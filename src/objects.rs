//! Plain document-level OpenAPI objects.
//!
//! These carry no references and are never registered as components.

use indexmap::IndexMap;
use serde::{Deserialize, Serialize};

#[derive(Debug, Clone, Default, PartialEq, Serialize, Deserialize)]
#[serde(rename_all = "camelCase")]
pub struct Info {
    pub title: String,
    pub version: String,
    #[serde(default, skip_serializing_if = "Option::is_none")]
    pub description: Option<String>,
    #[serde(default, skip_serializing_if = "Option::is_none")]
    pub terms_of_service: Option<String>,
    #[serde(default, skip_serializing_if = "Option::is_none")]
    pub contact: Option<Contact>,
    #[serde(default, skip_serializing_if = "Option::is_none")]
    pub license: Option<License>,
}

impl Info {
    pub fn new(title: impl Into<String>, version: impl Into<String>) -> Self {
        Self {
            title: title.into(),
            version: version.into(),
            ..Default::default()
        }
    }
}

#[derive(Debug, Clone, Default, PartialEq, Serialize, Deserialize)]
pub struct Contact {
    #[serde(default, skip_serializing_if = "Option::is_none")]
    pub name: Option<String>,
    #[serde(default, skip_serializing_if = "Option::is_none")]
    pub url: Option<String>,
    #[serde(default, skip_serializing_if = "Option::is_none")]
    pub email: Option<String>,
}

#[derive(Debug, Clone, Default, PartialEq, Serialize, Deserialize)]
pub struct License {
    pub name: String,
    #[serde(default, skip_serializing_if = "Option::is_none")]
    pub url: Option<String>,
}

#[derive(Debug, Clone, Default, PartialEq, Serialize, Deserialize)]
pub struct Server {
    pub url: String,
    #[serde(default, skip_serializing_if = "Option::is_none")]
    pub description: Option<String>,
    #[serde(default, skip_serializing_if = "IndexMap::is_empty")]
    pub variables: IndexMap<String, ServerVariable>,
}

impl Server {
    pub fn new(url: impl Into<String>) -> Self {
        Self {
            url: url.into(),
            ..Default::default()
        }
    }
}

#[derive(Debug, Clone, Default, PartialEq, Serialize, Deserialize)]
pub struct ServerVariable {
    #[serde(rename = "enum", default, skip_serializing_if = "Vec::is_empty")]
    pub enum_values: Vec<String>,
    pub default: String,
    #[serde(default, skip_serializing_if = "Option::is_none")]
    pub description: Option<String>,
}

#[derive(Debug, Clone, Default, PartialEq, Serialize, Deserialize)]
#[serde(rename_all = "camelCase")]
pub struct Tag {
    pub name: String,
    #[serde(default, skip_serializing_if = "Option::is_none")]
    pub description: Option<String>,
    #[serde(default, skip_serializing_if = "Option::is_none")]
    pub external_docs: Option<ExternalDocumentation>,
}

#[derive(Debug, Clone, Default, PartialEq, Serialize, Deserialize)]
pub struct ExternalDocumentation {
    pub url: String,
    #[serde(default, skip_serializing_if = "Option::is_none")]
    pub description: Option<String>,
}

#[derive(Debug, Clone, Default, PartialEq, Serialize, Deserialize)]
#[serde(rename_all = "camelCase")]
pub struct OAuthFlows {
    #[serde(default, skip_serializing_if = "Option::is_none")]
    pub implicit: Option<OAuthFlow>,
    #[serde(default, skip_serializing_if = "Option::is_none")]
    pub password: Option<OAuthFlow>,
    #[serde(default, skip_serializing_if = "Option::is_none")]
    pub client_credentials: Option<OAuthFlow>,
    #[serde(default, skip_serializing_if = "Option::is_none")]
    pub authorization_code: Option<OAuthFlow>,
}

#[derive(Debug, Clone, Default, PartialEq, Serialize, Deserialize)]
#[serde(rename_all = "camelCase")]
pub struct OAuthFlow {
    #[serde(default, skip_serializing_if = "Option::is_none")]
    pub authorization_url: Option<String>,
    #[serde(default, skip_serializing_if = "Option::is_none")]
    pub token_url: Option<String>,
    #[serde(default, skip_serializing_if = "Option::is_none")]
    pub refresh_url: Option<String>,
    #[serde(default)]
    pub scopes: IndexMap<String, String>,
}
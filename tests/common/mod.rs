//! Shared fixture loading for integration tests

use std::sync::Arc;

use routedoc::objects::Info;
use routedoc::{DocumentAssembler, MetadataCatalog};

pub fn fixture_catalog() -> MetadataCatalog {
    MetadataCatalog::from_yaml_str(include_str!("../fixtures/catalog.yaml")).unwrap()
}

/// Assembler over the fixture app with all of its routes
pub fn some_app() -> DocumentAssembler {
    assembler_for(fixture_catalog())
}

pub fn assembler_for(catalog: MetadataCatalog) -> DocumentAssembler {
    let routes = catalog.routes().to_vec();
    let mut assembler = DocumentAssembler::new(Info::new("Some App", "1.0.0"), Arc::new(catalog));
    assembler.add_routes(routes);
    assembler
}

☆ ☆ ☆ ☆

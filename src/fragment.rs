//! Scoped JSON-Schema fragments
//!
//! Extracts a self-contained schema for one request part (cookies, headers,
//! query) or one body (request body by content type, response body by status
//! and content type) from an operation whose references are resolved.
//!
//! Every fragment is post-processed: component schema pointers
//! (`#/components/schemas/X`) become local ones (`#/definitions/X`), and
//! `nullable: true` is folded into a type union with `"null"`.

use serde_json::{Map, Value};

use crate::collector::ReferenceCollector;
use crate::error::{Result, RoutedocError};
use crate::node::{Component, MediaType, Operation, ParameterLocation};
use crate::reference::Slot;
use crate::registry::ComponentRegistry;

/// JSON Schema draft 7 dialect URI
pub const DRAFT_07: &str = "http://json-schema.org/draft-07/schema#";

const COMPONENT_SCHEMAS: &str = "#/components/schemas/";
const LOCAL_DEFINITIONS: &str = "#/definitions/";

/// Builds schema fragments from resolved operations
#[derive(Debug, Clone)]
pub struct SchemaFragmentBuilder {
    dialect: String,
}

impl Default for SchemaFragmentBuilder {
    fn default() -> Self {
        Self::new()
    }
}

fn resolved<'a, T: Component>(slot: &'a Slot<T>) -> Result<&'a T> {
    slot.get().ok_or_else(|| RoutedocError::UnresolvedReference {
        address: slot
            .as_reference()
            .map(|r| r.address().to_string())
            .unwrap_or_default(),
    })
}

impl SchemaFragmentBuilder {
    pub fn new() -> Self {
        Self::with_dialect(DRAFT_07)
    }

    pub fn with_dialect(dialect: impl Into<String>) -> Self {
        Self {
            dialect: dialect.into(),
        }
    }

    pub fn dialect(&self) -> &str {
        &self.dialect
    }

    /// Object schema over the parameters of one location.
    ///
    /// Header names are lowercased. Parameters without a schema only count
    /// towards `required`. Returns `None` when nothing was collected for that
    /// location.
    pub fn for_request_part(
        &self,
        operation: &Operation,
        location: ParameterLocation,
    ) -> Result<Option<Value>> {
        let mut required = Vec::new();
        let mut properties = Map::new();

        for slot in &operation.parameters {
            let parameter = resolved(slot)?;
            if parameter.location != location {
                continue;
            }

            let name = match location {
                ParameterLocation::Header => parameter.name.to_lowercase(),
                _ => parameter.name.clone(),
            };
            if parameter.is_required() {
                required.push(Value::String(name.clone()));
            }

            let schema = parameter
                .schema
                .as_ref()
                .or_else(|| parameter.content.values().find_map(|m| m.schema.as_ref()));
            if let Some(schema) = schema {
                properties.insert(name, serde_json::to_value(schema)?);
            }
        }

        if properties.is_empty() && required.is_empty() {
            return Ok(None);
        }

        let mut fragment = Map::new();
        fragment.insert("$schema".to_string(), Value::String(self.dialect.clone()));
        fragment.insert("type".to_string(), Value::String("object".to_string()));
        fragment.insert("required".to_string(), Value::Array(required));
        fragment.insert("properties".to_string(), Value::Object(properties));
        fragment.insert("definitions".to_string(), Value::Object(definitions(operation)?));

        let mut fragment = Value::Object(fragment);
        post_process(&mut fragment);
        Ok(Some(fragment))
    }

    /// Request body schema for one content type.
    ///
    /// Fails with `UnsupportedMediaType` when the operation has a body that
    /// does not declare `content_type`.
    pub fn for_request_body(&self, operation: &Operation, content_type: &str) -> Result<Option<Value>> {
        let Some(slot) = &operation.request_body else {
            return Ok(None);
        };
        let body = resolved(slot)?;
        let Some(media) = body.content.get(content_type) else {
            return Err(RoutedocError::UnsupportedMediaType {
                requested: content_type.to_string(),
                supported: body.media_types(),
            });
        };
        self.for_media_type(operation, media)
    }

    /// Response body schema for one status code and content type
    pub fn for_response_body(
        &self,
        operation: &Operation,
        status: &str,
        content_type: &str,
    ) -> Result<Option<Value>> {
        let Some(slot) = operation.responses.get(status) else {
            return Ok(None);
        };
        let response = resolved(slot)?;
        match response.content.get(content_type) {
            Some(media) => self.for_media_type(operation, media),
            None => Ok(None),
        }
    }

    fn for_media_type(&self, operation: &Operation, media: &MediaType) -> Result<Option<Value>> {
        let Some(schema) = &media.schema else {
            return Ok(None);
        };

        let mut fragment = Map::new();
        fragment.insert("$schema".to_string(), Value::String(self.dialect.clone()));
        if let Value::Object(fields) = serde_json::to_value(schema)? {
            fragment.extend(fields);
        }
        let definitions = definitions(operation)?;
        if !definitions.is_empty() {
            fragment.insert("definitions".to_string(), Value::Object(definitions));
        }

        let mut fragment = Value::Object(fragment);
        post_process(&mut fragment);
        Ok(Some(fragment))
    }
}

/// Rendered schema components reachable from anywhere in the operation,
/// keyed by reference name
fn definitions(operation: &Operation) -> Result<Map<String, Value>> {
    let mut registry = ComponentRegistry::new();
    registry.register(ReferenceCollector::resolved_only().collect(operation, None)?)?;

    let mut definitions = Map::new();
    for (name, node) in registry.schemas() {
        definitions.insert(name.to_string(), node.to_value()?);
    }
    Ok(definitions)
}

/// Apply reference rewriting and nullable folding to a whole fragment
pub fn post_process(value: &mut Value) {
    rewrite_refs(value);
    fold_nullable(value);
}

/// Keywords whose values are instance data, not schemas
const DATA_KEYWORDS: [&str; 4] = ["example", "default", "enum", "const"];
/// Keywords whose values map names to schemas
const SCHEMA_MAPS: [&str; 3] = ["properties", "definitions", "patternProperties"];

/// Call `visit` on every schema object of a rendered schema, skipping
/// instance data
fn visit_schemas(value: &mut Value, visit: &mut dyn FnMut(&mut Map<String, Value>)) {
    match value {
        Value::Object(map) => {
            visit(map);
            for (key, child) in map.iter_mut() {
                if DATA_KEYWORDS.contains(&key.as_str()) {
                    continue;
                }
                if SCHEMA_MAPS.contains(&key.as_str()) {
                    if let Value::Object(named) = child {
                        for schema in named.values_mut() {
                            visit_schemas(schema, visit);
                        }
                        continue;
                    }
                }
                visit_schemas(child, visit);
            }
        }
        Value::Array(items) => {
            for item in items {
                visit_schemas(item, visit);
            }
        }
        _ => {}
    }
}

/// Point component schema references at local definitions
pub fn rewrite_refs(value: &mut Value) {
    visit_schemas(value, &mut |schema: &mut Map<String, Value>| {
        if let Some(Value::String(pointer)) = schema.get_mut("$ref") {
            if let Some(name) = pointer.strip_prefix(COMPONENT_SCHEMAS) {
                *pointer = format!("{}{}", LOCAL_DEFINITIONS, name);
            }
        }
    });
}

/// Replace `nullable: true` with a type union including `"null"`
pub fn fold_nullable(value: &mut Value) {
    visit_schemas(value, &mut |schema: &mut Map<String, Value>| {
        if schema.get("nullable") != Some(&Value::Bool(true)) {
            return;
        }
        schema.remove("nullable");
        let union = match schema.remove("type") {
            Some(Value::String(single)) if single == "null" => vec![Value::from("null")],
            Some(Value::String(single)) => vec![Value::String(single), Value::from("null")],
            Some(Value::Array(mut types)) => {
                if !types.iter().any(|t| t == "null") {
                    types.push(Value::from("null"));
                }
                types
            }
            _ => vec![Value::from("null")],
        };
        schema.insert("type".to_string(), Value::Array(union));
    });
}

☆ ☆ ☆ ☆

**WHAT THE TASK REQUIRES**
Locate the word "union" in the entries, and copy every line where it is found.

**SOLUTION TO THIS PROBLEM**
//! `nullable: true` is folded into a type union with `"null"`.
/// Replace `nullable: true` with a type union including `"null"`
        let union = match schema.remove("type") {
        schema.insert("type".to_string(), Value::Array(union));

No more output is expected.